╭─ The data
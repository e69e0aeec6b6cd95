//! Repository for the `projects` table and its service links.

use sirius_core::access::ProjectScope;
use sirius_core::types::{DbId, ProjectStatus};
use sqlx::{PgPool, Postgres, Transaction};

use crate::models::project::{
    CreateProject, Project, ProjectExportRow, ProjectFilter, UpdateProject,
};

/// Column list shared across queries to avoid repetition.
const COLUMNS: &str = "id, name, client_id, description, start_date, estimated_end_date, \
                       actual_end_date, status, priority, total_budget, actual_cost, \
                       responsible_id, created_by, created_at, updated_at";

/// Scope + filter predicate shared by the list, count and export queries
/// so all three see exactly the same subset.
///
/// Bind order: $1 scope client, $2 scope responsible, $3 scope empty-set
/// flag, $4 filter client, $5 status, $6 priority, $7 started on/after,
/// $8 estimated end on/before, $9 responsible.
const VISIBLE_WHERE: &str = "($1::BIGINT IS NULL OR client_id = $1)
       AND ($2::BIGINT IS NULL OR responsible_id = $2)
       AND NOT $3
       AND ($4::BIGINT IS NULL OR client_id = $4)
       AND ($5::TEXT IS NULL OR status = $5)
       AND ($6::TEXT IS NULL OR priority = $6)
       AND ($7::DATE IS NULL OR start_date >= $7)
       AND ($8::DATE IS NULL OR estimated_end_date <= $8)
       AND ($9::BIGINT IS NULL OR responsible_id = $9)";

/// Decompose a scope into its three NULL-guarded binds.
fn scope_binds(scope: ProjectScope) -> (Option<DbId>, Option<DbId>, bool) {
    match scope {
        ProjectScope::All => (None, None, false),
        ProjectScope::Client(id) => (Some(id), None, false),
        ProjectScope::Responsible(id) => (None, Some(id), false),
        ProjectScope::Nothing => (None, None, true),
    }
}

/// Provides CRUD operations for projects. Projects are never deleted.
pub struct ProjectRepo;

impl ProjectRepo {
    /// Insert a new project and its service links in one transaction,
    /// returning the created row.
    pub async fn create(
        pool: &PgPool,
        input: &CreateProject,
        created_by: DbId,
    ) -> Result<Project, sqlx::Error> {
        let mut tx = pool.begin().await?;
        let query = format!(
            "INSERT INTO projects (name, client_id, description, start_date, estimated_end_date,
                                   status, priority, total_budget, responsible_id, created_by)
             VALUES ($1, $2, $3, $4, $5, $6, $7, $8, $9, $10)
             RETURNING {COLUMNS}"
        );
        let project = sqlx::query_as::<_, Project>(&query)
            .bind(&input.name)
            .bind(input.client_id)
            .bind(&input.description)
            .bind(input.start_date)
            .bind(input.estimated_end_date)
            .bind(input.status.as_str())
            .bind(input.priority.as_str())
            .bind(input.total_budget)
            .bind(input.responsible_id)
            .bind(created_by)
            .fetch_one(&mut *tx)
            .await?;
        link_services(&mut tx, project.id, &input.service_ids).await?;
        tx.commit().await?;
        Ok(project)
    }

    /// Find a project by ID. Detail reads are unscoped.
    pub async fn find_by_id(pool: &PgPool, id: DbId) -> Result<Option<Project>, sqlx::Error> {
        let query = format!("SELECT {COLUMNS} FROM projects WHERE id = $1");
        sqlx::query_as::<_, Project>(&query)
            .bind(id)
            .fetch_optional(pool)
            .await
    }

    /// IDs of the services linked to a project.
    pub async fn service_ids(pool: &PgPool, project_id: DbId) -> Result<Vec<DbId>, sqlx::Error> {
        sqlx::query_scalar(
            "SELECT service_id FROM project_services WHERE project_id = $1 ORDER BY service_id",
        )
        .bind(project_id)
        .fetch_all(pool)
        .await
    }

    /// One page of projects visible to `scope`, narrowed by `filter`,
    /// newest first.
    pub async fn list(
        pool: &PgPool,
        scope: ProjectScope,
        filter: &ProjectFilter,
        limit: i64,
        offset: i64,
    ) -> Result<Vec<Project>, sqlx::Error> {
        let (scope_client, scope_responsible, scope_nothing) = scope_binds(scope);
        let query = format!(
            "SELECT {COLUMNS} FROM projects
             WHERE {VISIBLE_WHERE}
             ORDER BY created_at DESC
             LIMIT $10 OFFSET $11"
        );
        sqlx::query_as::<_, Project>(&query)
            .bind(scope_client)
            .bind(scope_responsible)
            .bind(scope_nothing)
            .bind(filter.client)
            .bind(filter.status.map(|s| s.as_str()))
            .bind(filter.priority.map(|p| p.as_str()))
            .bind(filter.start_date)
            .bind(filter.end_date)
            .bind(filter.responsible)
            .bind(limit)
            .bind(offset)
            .fetch_all(pool)
            .await
    }

    /// Number of projects the list query would return before paging.
    pub async fn count(
        pool: &PgPool,
        scope: ProjectScope,
        filter: &ProjectFilter,
    ) -> Result<i64, sqlx::Error> {
        let (scope_client, scope_responsible, scope_nothing) = scope_binds(scope);
        let query = format!("SELECT COUNT(*) FROM projects WHERE {VISIBLE_WHERE}");
        sqlx::query_scalar(&query)
            .bind(scope_client)
            .bind(scope_responsible)
            .bind(scope_nothing)
            .bind(filter.client)
            .bind(filter.status.map(|s| s.as_str()))
            .bind(filter.priority.map(|p| p.as_str()))
            .bind(filter.start_date)
            .bind(filter.end_date)
            .bind(filter.responsible)
            .fetch_one(pool)
            .await
    }

    /// Full-field update plus service-link replacement, in one
    /// transaction. Returns `None` if no row with the given `id` exists.
    pub async fn update(
        pool: &PgPool,
        id: DbId,
        input: &UpdateProject,
    ) -> Result<Option<Project>, sqlx::Error> {
        let mut tx = pool.begin().await?;
        let query = format!(
            "UPDATE projects SET
                name = $2,
                client_id = $3,
                description = $4,
                start_date = $5,
                estimated_end_date = $6,
                status = $7,
                priority = $8,
                total_budget = $9,
                responsible_id = $10,
                actual_end_date = $11,
                actual_cost = $12,
                updated_at = NOW()
             WHERE id = $1
             RETURNING {COLUMNS}"
        );
        let project = sqlx::query_as::<_, Project>(&query)
            .bind(id)
            .bind(&input.name)
            .bind(input.client_id)
            .bind(&input.description)
            .bind(input.start_date)
            .bind(input.estimated_end_date)
            .bind(input.status.as_str())
            .bind(input.priority.as_str())
            .bind(input.total_budget)
            .bind(input.responsible_id)
            .bind(input.actual_end_date)
            .bind(input.actual_cost)
            .fetch_optional(&mut *tx)
            .await?;

        let Some(project) = project else {
            return Ok(None);
        };
        sqlx::query("DELETE FROM project_services WHERE project_id = $1")
            .bind(id)
            .execute(&mut *tx)
            .await?;
        link_services(&mut tx, id, &input.service_ids).await?;
        tx.commit().await?;
        Ok(Some(project))
    }

    /// The `limit` newest projects, unscoped (dashboard).
    pub async fn recent(pool: &PgPool, limit: i64) -> Result<Vec<Project>, sqlx::Error> {
        let query = format!("SELECT {COLUMNS} FROM projects ORDER BY created_at DESC LIMIT $1");
        sqlx::query_as::<_, Project>(&query)
            .bind(limit)
            .fetch_all(pool)
            .await
    }

    /// Total number of projects, unscoped (dashboard).
    pub async fn count_total(pool: &PgPool) -> Result<i64, sqlx::Error> {
        sqlx::query_scalar("SELECT COUNT(*) FROM projects")
            .fetch_one(pool)
            .await
    }

    /// Number of projects in one status, unscoped (dashboard).
    pub async fn count_in_status(pool: &PgPool, status: ProjectStatus) -> Result<i64, sqlx::Error> {
        sqlx::query_scalar("SELECT COUNT(*) FROM projects WHERE status = $1")
            .bind(status.as_str())
            .fetch_one(pool)
            .await
    }

    /// Joined rows for the exporters, same visibility predicate as
    /// [`Self::list`], newest first, optionally capped.
    pub async fn export_rows(
        pool: &PgPool,
        scope: ProjectScope,
        filter: &ProjectFilter,
        limit: Option<i64>,
    ) -> Result<Vec<ProjectExportRow>, sqlx::Error> {
        let (scope_client, scope_responsible, scope_nothing) = scope_binds(scope);
        let query = format!(
            "SELECT p.id, p.name, c.name AS client_name, c.rut AS client_rut,
                    p.status, p.priority, p.start_date, p.estimated_end_date,
                    p.total_budget, u.username AS responsible_username
             FROM projects p
             JOIN clients c ON c.id = p.client_id
             LEFT JOIN users u ON u.id = p.responsible_id
             WHERE {VISIBLE_WHERE}
             ORDER BY p.created_at DESC
             LIMIT $10"
        );
        sqlx::query_as::<_, ProjectExportRow>(&query)
            .bind(scope_client)
            .bind(scope_responsible)
            .bind(scope_nothing)
            .bind(filter.client)
            .bind(filter.status.map(|s| s.as_str()))
            .bind(filter.priority.map(|p| p.as_str()))
            .bind(filter.start_date)
            .bind(filter.end_date)
            .bind(filter.responsible)
            .bind(limit)
            .fetch_all(pool)
            .await
    }
}

/// Insert the join rows for a project's services.
async fn link_services(
    tx: &mut Transaction<'_, Postgres>,
    project_id: DbId,
    service_ids: &[DbId],
) -> Result<(), sqlx::Error> {
    for service_id in service_ids {
        sqlx::query(
            "INSERT INTO project_services (project_id, service_id)
             VALUES ($1, $2)
             ON CONFLICT DO NOTHING",
        )
        .bind(project_id)
        .bind(service_id)
        .execute(&mut **tx)
        .await?;
    }
    Ok(())
}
╰─
*Task requirements*:
Number of lines containing the word "unscoped" in the listing: state it, and add no other text.

*Answer to this exercise*:
4